The franchise agreements that we have entered into with these current and/or former Named Executive Officers contain the same terms and conditions as those agreements that we enter into with our other Texas Roadhouse domestic franchisees except, in some instances, the initial franchise fees and the royalty rates, which are currently $40,000 and 4.0%, respectively, for our other domestic franchisees. We have the contractual right, but not the obligation, to acquire the restaurants owned by such Named Executive Officers based on a pre-determined valuation formula which is the same as the formula contained in the Texas Roadhouse domestic franchise agreements that we have entered into with other franchisees with whom we have such rights.
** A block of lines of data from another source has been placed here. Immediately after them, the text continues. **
use anyhow::{Context, Result};
use std::{
	env,
	path::{Path, PathBuf},
};

/// Options for a single normalization run.
#[derive(Clone, Debug)]
pub struct Config {
	/// Write the result back to the input file after backing it up.
	pub write: bool,
	/// Raise diagnostics to debug level. Never changes the report on stdout.
	pub verbose: bool,
	/// Directory that receives the backup copy, the system temp dir by default.
	pub backup_dir: PathBuf,
}

impl Config {
	pub fn with_write(mut self, write: bool) -> Self {
		self.write = write;
		self
	}

	pub fn with_backup_dir(mut self, backup_dir: impl Into<PathBuf>) -> Self {
		self.backup_dir = backup_dir.into();
		self
	}

	/// Backup location for `input`: its base name inside the backup directory.
	///
	/// Backups of equally named files from different directories share a path.
	pub fn backup_path(&self, input: &Path) -> Result<PathBuf> {
		let name = input
			.file_name()
			.with_context(|| format!("determining file name of {input:?}"))?;
		Ok(self.backup_dir.join(name))
	}
}

impl Default for Config {
	fn default() -> Self {
		Self {
			write: false,
			verbose: false,
			backup_dir: env::temp_dir(),
		}
	}
}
Once a franchise agreement has been entered into, it may be terminated if the franchisee defaults in the performance of any of its obligations under the agreement, including its obligations to operate the restaurant in strict accordance with our standards and specifications. A franchise agreement may also be terminated if a franchisee becomes insolvent, fails to make its required payments, creates a threat to the public health or safety, ceases to operate the restaurant or misuses the Texas Roadhouse trademarks.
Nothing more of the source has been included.